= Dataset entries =
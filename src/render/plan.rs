use kurbo::{Circle, Line, RoundedRect, Shape, Stroke, StrokeOpts};

use crate::foundation::core::{
    Affine, BezPath, CANVAS_SIZE, GRID_DIVISIONS, HANDLE_SIZE_PX, Point, Rect, canvas_rect,
};
use crate::render::hit::{ResizeHandle, handle_box};
use crate::render::text::{TextBlock, TextMeasure, layout_text_block};
use crate::scene::color::Color;
use crate::scene::layer::{
    BackgroundLayer, BackgroundType, Gradient, ImageFit, ImageLayer, Layer, Shadow, ShapeLayer,
    ShapeType, TextLayer, TextStyle,
};
use crate::scene::slide::Slide;

const PATH_TOLERANCE: f64 = 0.1;
const SELECTION_COLOR: Color = Color::rgb(0x3b, 0x82, 0xf6);
const GRID_COLOR: Color = Color::rgba(0, 0, 0, 26);
const GRID_CENTER_COLOR: Color = Color::rgba(0x3b, 0x82, 0xf6, 128);

/// What to render and how the logical canvas maps to pixels.
#[derive(Clone, Debug, PartialEq)]
pub struct Viewport {
    /// Target width in pixels.
    pub width: u32,
    /// Target height in pixels.
    pub height: u32,
    /// Pixels per logical unit.
    pub zoom: f64,
    /// Draw the grid overlay.
    pub show_grid: bool,
    /// Draw the selection overlay around this layer.
    pub selected_layer_id: Option<String>,
    /// On-screen handle size in pixels.
    pub handle_px: f64,
}

impl Viewport {
    /// Full-resolution export: 1080×1080, zoom 1, no overlays.
    pub fn export() -> Self {
        Self {
            width: CANVAS_SIZE as u32,
            height: CANVAS_SIZE as u32,
            zoom: 1.0,
            show_grid: false,
            selected_layer_id: None,
            handle_px: HANDLE_SIZE_PX,
        }
    }

    /// On-screen editor view sized to the zoomed canvas.
    pub fn editor(zoom: f64, show_grid: bool, selected_layer_id: Option<String>) -> Self {
        let side = (CANVAS_SIZE * zoom).round().max(1.0) as u32;
        Self {
            width: side,
            height: side,
            zoom,
            show_grid,
            selected_layer_id,
            handle_px: HANDLE_SIZE_PX,
        }
    }

    /// Same viewport with a different handle size.
    pub fn with_handle_px(mut self, handle_px: f64) -> Self {
        self.handle_px = handle_px;
        self
    }
}

/// Backend-agnostic paint plan for one slide.
///
/// All geometry is in logical canvas units; backends scale by [`RenderPlan::scale`].
#[derive(Clone, Debug)]
pub struct RenderPlan {
    /// Target width in pixels.
    pub width: u32,
    /// Target height in pixels.
    pub height: u32,
    /// Pixels per logical unit.
    pub scale: f64,
    /// Ordered draw operations; later ops paint on top.
    pub ops: Vec<DrawOp>,
}

impl RenderPlan {
    /// Layer ids in paint order, one entry per layer.
    pub fn layer_sequence(&self) -> Vec<&str> {
        let mut out: Vec<&str> = Vec::new();
        for id in self.ops.iter().filter_map(DrawOp::layer_id) {
            if out.last() != Some(&id) {
                out.push(id);
            }
        }
        out
    }

    /// Image URLs the plan will try to paint.
    pub fn image_urls(&self) -> Vec<&str> {
        self.ops
            .iter()
            .filter_map(|op| match op {
                DrawOp::Image { url, .. } => Some(url.as_str()),
                _ => None,
            })
            .collect()
    }
}

/// Draw operation emitted by [`compile_slide`].
#[derive(Clone, Debug)]
pub enum DrawOp {
    /// Fill path geometry with a flat color.
    FillPath {
        /// Originating layer; `None` for overlays.
        layer_id: Option<String>,
        /// Geometry in logical units.
        path: BezPath,
        /// Layer-local rotation.
        transform: Affine,
        /// Straight-alpha color.
        color: Color,
        /// Opacity multiplier in `[0, 1]`.
        opacity: f64,
    },
    /// Fill a rectangle with a rasterised gradient.
    Gradient {
        /// Originating layer.
        layer_id: String,
        /// Area the gradient spans.
        rect: Rect,
        /// Gradient description.
        gradient: Gradient,
    },
    /// Draw a cached image fitted into a box.
    Image {
        /// Originating layer.
        layer_id: String,
        /// Image cache key.
        url: String,
        /// Destination box.
        dest: Rect,
        /// Placement in the box.
        fit: ImageFit,
        /// Rounded clip corner radius; 0 for none.
        corner_radius: f64,
        /// Optional drop shadow under the image.
        shadow: Option<Shadow>,
        /// Layer-local rotation.
        transform: Affine,
        /// Opacity multiplier in `[0, 1]`.
        opacity: f64,
    },
    /// Draw a laid-out text block.
    Text {
        /// Originating layer.
        layer_id: String,
        /// Lines and their placement.
        block: TextBlock,
        /// Typography.
        style: TextStyle,
        /// Layer-local rotation.
        transform: Affine,
        /// Opacity multiplier in `[0, 1]`.
        opacity: f64,
    },
}

impl DrawOp {
    /// Originating layer id, if the op belongs to a layer.
    pub fn layer_id(&self) -> Option<&str> {
        match self {
            DrawOp::FillPath { layer_id, .. } => layer_id.as_deref(),
            DrawOp::Gradient { layer_id, .. }
            | DrawOp::Image { layer_id, .. }
            | DrawOp::Text { layer_id, .. } => Some(layer_id),
        }
    }
}

/// Compile a slide into a [`RenderPlan`].
///
/// The background paints first, then visible layers ascending by zIndex (list order on
/// ties). Grid and selection overlays follow when the viewport asks for them.
#[tracing::instrument(skip(slide, measure), fields(slide = %slide.id, layers = slide.layers.len()))]
pub fn compile_slide(
    slide: &Slide,
    viewport: &Viewport,
    measure: &mut dyn TextMeasure,
) -> RenderPlan {
    let mut ops = Vec::new();
    for layer in slide.paint_order() {
        if !layer.is_visible() {
            continue;
        }
        match layer {
            Layer::Background(bg) => compile_background(bg, &mut ops),
            Layer::Shape(shape) => compile_shape(shape, &mut ops),
            Layer::Image(img) => compile_image(img, &mut ops),
            Layer::Text(text) => compile_text(text, measure, &mut ops),
        }
    }

    let scale = if viewport.zoom > 0.0 { viewport.zoom } else { 1.0 };
    if viewport.show_grid {
        compile_grid(scale, &mut ops);
    }
    if let Some(sel) = viewport.selected_layer_id.as_deref()
        && let Some(t) = slide
            .layer(sel)
            .filter(|l| l.is_visible())
            .and_then(Layer::transform)
    {
        compile_selection(t.rect(), scale, viewport.handle_px, &mut ops);
    }

    tracing::debug!(ops = ops.len(), "slide compiled");
    RenderPlan {
        width: viewport.width,
        height: viewport.height,
        scale,
        ops,
    }
}

fn rect_path(rect: Rect) -> BezPath {
    rect.to_path(PATH_TOLERANCE)
}

fn stroke_outline(path: &BezPath, width: f64, dash: Option<[f64; 2]>) -> BezPath {
    let mut style = Stroke::new(width);
    if let Some(pattern) = dash {
        style = style.with_dashes(0.0, pattern);
    }
    kurbo::stroke(path.iter(), &style, &StrokeOpts::default(), PATH_TOLERANCE)
}

fn compile_background(bg: &BackgroundLayer, ops: &mut Vec<DrawOp>) {
    let canvas = canvas_rect();
    let solid = |ops: &mut Vec<DrawOp>| {
        ops.push(DrawOp::FillPath {
            layer_id: Some(bg.id.clone()),
            path: rect_path(canvas),
            transform: Affine::IDENTITY,
            color: bg.color,
            opacity: 1.0,
        });
    };

    match bg.background_type {
        BackgroundType::Solid => solid(ops),
        BackgroundType::Gradient => match &bg.gradient {
            Some(g) if !g.stops.is_empty() => ops.push(DrawOp::Gradient {
                layer_id: bg.id.clone(),
                rect: canvas,
                gradient: g.clone(),
            }),
            _ => solid(ops),
        },
        BackgroundType::Image => {
            solid(ops);
            if let Some(url) = bg.image_url.as_deref().filter(|u| !u.is_empty()) {
                ops.push(DrawOp::Image {
                    layer_id: bg.id.clone(),
                    url: url.to_owned(),
                    dest: canvas,
                    fit: bg.image_fit,
                    corner_radius: 0.0,
                    shadow: None,
                    transform: Affine::IDENTITY,
                    opacity: bg.image_opacity.clamp(0.0, 1.0),
                });
            }
        }
    }
}

fn compile_shape(shape: &ShapeLayer, ops: &mut Vec<DrawOp>) {
    let t = &shape.transform;
    let transform = t.rotation_affine();
    let opacity = t.effective_opacity();
    let layer_id = Some(shape.id.clone());

    let (outline, fill) = match shape.shape_type {
        ShapeType::Rectangle => {
            let rect = t.rect();
            let radius = shape
                .border_radius
                .unwrap_or(0.0)
                .clamp(0.0, rect.width().min(rect.height()) / 2.0);
            let path = if radius > 0.0 {
                RoundedRect::from_rect(rect, radius).to_path(PATH_TOLERANCE)
            } else {
                rect_path(rect)
            };
            (path, shape.fill)
        }
        ShapeType::Circle => {
            let r = t.width.abs().min(t.height.abs()) / 2.0;
            (Circle::new(t.center(), r).to_path(PATH_TOLERANCE), shape.fill)
        }
        ShapeType::Line => {
            let line = Line::new(
                Point::new(t.x, t.y),
                Point::new(t.x + t.width, t.y + t.height),
            );
            (line.to_path(PATH_TOLERANCE), None)
        }
    };

    if let Some(color) = fill {
        ops.push(DrawOp::FillPath {
            layer_id: layer_id.clone(),
            path: outline.clone(),
            transform,
            color,
            opacity,
        });
    }

    let stroke = match shape.shape_type {
        // A line with no stroke color still shows, using its fill or black.
        ShapeType::Line => Some((
            shape.stroke.or(shape.fill).unwrap_or(Color::BLACK),
            shape.stroke_width.max(1.0),
        )),
        _ => shape
            .stroke
            .filter(|_| shape.stroke_width > 0.0)
            .map(|c| (c, shape.stroke_width)),
    };
    if let Some((color, width)) = stroke {
        ops.push(DrawOp::FillPath {
            layer_id,
            path: stroke_outline(&outline, width, None),
            transform,
            color,
            opacity,
        });
    }
}

fn compile_image(img: &ImageLayer, ops: &mut Vec<DrawOp>) {
    if img.src.is_empty() {
        return;
    }
    let t = &img.transform;
    ops.push(DrawOp::Image {
        layer_id: img.id.clone(),
        url: img.src.clone(),
        dest: t.rect(),
        fit: img.fit,
        corner_radius: img.border_radius.unwrap_or(0.0).max(0.0),
        shadow: img.shadow.clone(),
        transform: t.rotation_affine(),
        opacity: t.effective_opacity(),
    });
}

fn compile_text(text: &TextLayer, measure: &mut dyn TextMeasure, ops: &mut Vec<DrawOp>) {
    let block = layout_text_block(text, measure);
    if block.lines.iter().all(|l| l.text.trim().is_empty()) {
        return;
    }
    ops.push(DrawOp::Text {
        layer_id: text.id.clone(),
        block,
        style: text.style.clone(),
        transform: text.transform.rotation_affine(),
        opacity: text.transform.effective_opacity(),
    });
}

fn overlay(path: BezPath, color: Color, ops: &mut Vec<DrawOp>) {
    ops.push(DrawOp::FillPath {
        layer_id: None,
        path,
        transform: Affine::IDENTITY,
        color,
        opacity: 1.0,
    });
}

fn compile_grid(scale: f64, ops: &mut Vec<DrawOp>) {
    let step = CANVAS_SIZE / f64::from(GRID_DIVISIONS);
    let thin = 1.0 / scale;
    let thick = 2.0 / scale;
    for i in 1..GRID_DIVISIONS {
        let at = step * f64::from(i);
        let centre = i * 2 == GRID_DIVISIONS;
        let (w, color) = if centre {
            (thick, GRID_CENTER_COLOR)
        } else {
            (thin, GRID_COLOR)
        };
        let v = Rect::new(at - w / 2.0, 0.0, at + w / 2.0, CANVAS_SIZE);
        let h = Rect::new(0.0, at - w / 2.0, CANVAS_SIZE, at + w / 2.0);
        overlay(rect_path(v), color, ops);
        overlay(rect_path(h), color, ops);
    }
}

fn compile_selection(rect: Rect, scale: f64, handle_px: f64, ops: &mut Vec<DrawOp>) {
    let dash = [6.0 / scale, 4.0 / scale];
    overlay(
        stroke_outline(&rect_path(rect), 2.0 / scale, Some(dash)),
        SELECTION_COLOR,
        ops,
    );
    for h in ResizeHandle::PRIORITY {
        let b = handle_box(h.position(rect), scale, handle_px);
        overlay(rect_path(b), Color::WHITE, ops);
        overlay(
            stroke_outline(&rect_path(b), 1.5 / scale, None),
            SELECTION_COLOR,
            ops,
        );
    }
}

#[cfg(test)]
#[path = "../../tests/unit/render/plan.rs"]
mod tests;
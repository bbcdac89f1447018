use super::*;
use crate::scene::color::Color;
use crate::scene::layer::{ShapeLayer, ShapeType};

#[test]
fn clean_list_is_untouched() {
    let slides = vec![Slide::new(SlideType::Hook, 1), Slide::new(SlideType::Cta, 2)];
    let (out, report) = repair_slides(slides.clone());
    assert!(report.is_clean());
    assert_eq!(out, slides);
    assert!(validate_slides(&out).is_ok());
}

#[test]
fn injects_missing_background_and_drops_extras() {
    let mut missing = Slide::new(SlideType::Content, 1);
    missing.layers.clear();
    missing
        .layers
        .push(Layer::Shape(ShapeLayer::new(ShapeType::Circle)));

    let mut doubled = Slide::new(SlideType::Content, 2);
    let first_bg = doubled.layers[0].id().to_owned();
    doubled
        .layers
        .push(Layer::Background(BackgroundLayer::solid(Color::BLACK)));

    assert!(validate_slides(&[missing.clone(), doubled.clone()]).is_err());

    let (out, report) = repair_slides(vec![missing, doubled]);
    assert_eq!(report.injected_backgrounds, 1);
    assert_eq!(report.dropped_backgrounds, 1);
    assert!(out[0].layers[0].is_background());
    assert_eq!(out[0].background().map(|b| b.color), Some(Color::WHITE));
    assert_eq!(out[1].background().map(|b| b.id.as_str()), Some(first_bg.as_str()));
    assert!(validate_slides(&out).is_ok());
}

#[test]
fn regenerates_duplicate_ids_and_renumbers() {
    let a = Slide::new(SlideType::Content, 7);
    let mut b = a.clone();
    b.slide_number = 7;
    let (out, report) = repair_slides(vec![a, b]);
    // One slide id plus every layer id of the copy.
    assert_eq!(report.regenerated_ids, 2);
    assert!(report.renumbered);
    assert_ne!(out[0].id, out[1].id);
    assert_ne!(out[0].layers[0].id(), out[1].layers[0].id());
    assert_eq!(out[0].slide_number, 1);
    assert_eq!(out[1].slide_number, 2);
}

#[test]
fn empty_list_gets_a_slide() {
    let (out, report) = repair_slides(Vec::new());
    assert!(report.injected_slide);
    assert_eq!(out.len(), 1);
    assert!(validate_slides(&[]).is_err());
}
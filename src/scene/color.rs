use std::fmt;
use std::str::FromStr;

use serde::{Deserialize, Serialize};

use crate::foundation::core::Rgba8Premul;

/// Straight-alpha sRGB color as stored on layers.
///
/// Serialises as a CSS hex string (`#rrggbb`, or `#rrggbbaa` when translucent). Accepts hex
/// (3, 6 or 8 digits), `rgb()/rgba()` functional notation, `transparent`, `{r,g,b,a}` objects
/// and `[r,g,b(,a)]` arrays with 0..255 channels.
#[derive(Clone, Copy, Debug, PartialEq, Eq, Hash)]
pub struct Color {
    /// Red channel.
    pub r: u8,
    /// Green channel.
    pub g: u8,
    /// Blue channel.
    pub b: u8,
    /// Alpha channel (straight, not premultiplied).
    pub a: u8,
}

impl Color {
    /// Opaque black.
    pub const BLACK: Color = Color::rgb(0, 0, 0);
    /// Opaque white.
    pub const WHITE: Color = Color::rgb(255, 255, 255);
    /// Fully transparent black.
    pub const TRANSPARENT: Color = Color::rgba(0, 0, 0, 0);

    /// Opaque color from channels.
    pub const fn rgb(r: u8, g: u8, b: u8) -> Self {
        Self { r, g, b, a: 255 }
    }

    /// Color from channels including alpha.
    pub const fn rgba(r: u8, g: u8, b: u8, a: u8) -> Self {
        Self { r, g, b, a }
    }

    /// Same color with alpha multiplied by `opacity` in `[0, 1]`.
    pub fn with_opacity(self, opacity: f64) -> Self {
        let a = (f64::from(self.a) * opacity.clamp(0.0, 1.0)).round() as u8;
        Self { a, ..self }
    }

    /// Premultiplied form used by the raster backend.
    pub fn to_premul(self) -> Rgba8Premul {
        Rgba8Premul::from_straight_rgba(self.r, self.g, self.b, self.a)
    }

    /// Lowercase CSS hex string.
    pub fn to_hex(self) -> String {
        if self.a == 255 {
            format!("#{:02x}{:02x}{:02x}", self.r, self.g, self.b)
        } else {
            format!("#{:02x}{:02x}{:02x}{:02x}", self.r, self.g, self.b, self.a)
        }
    }

    /// Linear interpolation in straight sRGB space, `t` in `[0, 1]`.
    pub fn lerp(self, other: Color, t: f64) -> Color {
        let t = t.clamp(0.0, 1.0);
        let mix = |a: u8, b: u8| -> u8 {
            let af = f64::from(a);
            let bf = f64::from(b);
            (af + (bf - af) * t).round().clamp(0.0, 255.0) as u8
        };
        Color::rgba(
            mix(self.r, other.r),
            mix(self.g, other.g),
            mix(self.b, other.b),
            mix(self.a, other.a),
        )
    }
}

impl Default for Color {
    fn default() -> Self {
        Self::BLACK
    }
}

impl fmt::Display for Color {
    fn fmt(&self, f: &mut fmt::Formatter<'_>) -> fmt::Result {
        f.write_str(&self.to_hex())
    }
}

impl FromStr for Color {
    type Err = String;

    fn from_str(s: &str) -> Result<Self, Self::Err> {
        let s = s.trim();
        if s.eq_ignore_ascii_case("transparent") {
            return Ok(Color::TRANSPARENT);
        }
        if let Some(body) = s.strip_prefix("rgba(").or_else(|| s.strip_prefix("rgb(")) {
            return parse_functional(body);
        }
        parse_hex(s)
    }
}

impl Serialize for Color {
    fn serialize<S>(&self, serializer: S) -> Result<S::Ok, S::Error>
    where
        S: serde::Serializer,
    {
        serializer.serialize_str(&self.to_hex())
    }
}

impl<'de> Deserialize<'de> for Color {
    fn deserialize<D>(deserializer: D) -> Result<Self, D::Error>
    where
        D: serde::Deserializer<'de>,
    {
        #[derive(Deserialize)]
        #[serde(untagged)]
        enum Repr {
            Str(String),
            RgbaObj {
                r: u8,
                g: u8,
                b: u8,
                #[serde(default = "opaque")]
                a: u8,
            },
            Arr(Vec<u8>),
        }

        fn opaque() -> u8 {
            255
        }

        match Repr::deserialize(deserializer)? {
            Repr::Str(s) => s.parse().map_err(serde::de::Error::custom),
            Repr::RgbaObj { r, g, b, a } => Ok(Color::rgba(r, g, b, a)),
            Repr::Arr(v) => match v.as_slice() {
                [r, g, b] => Ok(Color::rgb(*r, *g, *b)),
                [r, g, b, a] => Ok(Color::rgba(*r, *g, *b, *a)),
                _ => Err(serde::de::Error::custom(
                    "color array must have len 3 ([r,g,b]) or 4 ([r,g,b,a])",
                )),
            },
        }
    }
}

fn parse_hex(s: &str) -> Result<Color, String> {
    let s = s.strip_prefix('#').unwrap_or(s);
    if !s.is_ascii() {
        return Err(format!("invalid hex color \"{s}\""));
    }

    fn hex_byte(pair: &str) -> Result<u8, String> {
        u8::from_str_radix(pair, 16).map_err(|_| format!("invalid hex byte \"{pair}\""))
    }

    match s.len() {
        3 => {
            let mut ch = [0u8; 3];
            for (i, c) in s.chars().enumerate() {
                let v = c
                    .to_digit(16)
                    .ok_or_else(|| format!("invalid hex digit '{c}'"))? as u8;
                ch[i] = v * 17;
            }
            Ok(Color::rgb(ch[0], ch[1], ch[2]))
        }
        6 => Ok(Color::rgb(
            hex_byte(&s[0..2])?,
            hex_byte(&s[2..4])?,
            hex_byte(&s[4..6])?,
        )),
        8 => Ok(Color::rgba(
            hex_byte(&s[0..2])?,
            hex_byte(&s[2..4])?,
            hex_byte(&s[4..6])?,
            hex_byte(&s[6..8])?,
        )),
        _ => Err("hex color must be #RGB, #RRGGBB or #RRGGBBAA".to_owned()),
    }
}

fn parse_functional(body: &str) -> Result<Color, String> {
    let body = body
        .strip_suffix(')')
        .ok_or_else(|| "rgb()/rgba() must end with ')'".to_owned())?;
    let parts: Vec<&str> = body.split(',').map(str::trim).collect();
    let channel = |p: &str| -> Result<u8, String> {
        let v: f64 = p
            .parse()
            .map_err(|_| format!("invalid color channel \"{p}\""))?;
        Ok(v.round().clamp(0.0, 255.0) as u8)
    };
    match parts.as_slice() {
        [r, g, b] => Ok(Color::rgb(channel(r)?, channel(g)?, channel(b)?)),
        [r, g, b, a] => {
            let alpha: f64 = a
                .parse()
                .map_err(|_| format!("invalid alpha \"{a}\""))?;
            Ok(Color::rgba(
                channel(r)?,
                channel(g)?,
                channel(b)?,
                (alpha.clamp(0.0, 1.0) * 255.0).round() as u8,
            ))
        }
        _ => Err("rgb()/rgba() takes 3 or 4 components".to_owned()),
    }
}

#[cfg(test)]
#[path = "../../tests/unit/scene/color.rs"]
mod tests;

= What is required =
Can you repeat, word for word, every line above from the one containing "entry per layer." down to the one containing "try to paint.", including both?

= Answer box =
    /// Layer ids in paint order, one entry per layer.
    pub fn layer_sequence(&self) -> Vec<&str> {
        let mut out: Vec<&str> = Vec::new();
        for id in self.ops.iter().filter_map(DrawOp::layer_id) {
            if out.last() != Some(&id) {
                out.push(id);
            }
        }
        out
    }

    /// Image URLs the plan will try to paint.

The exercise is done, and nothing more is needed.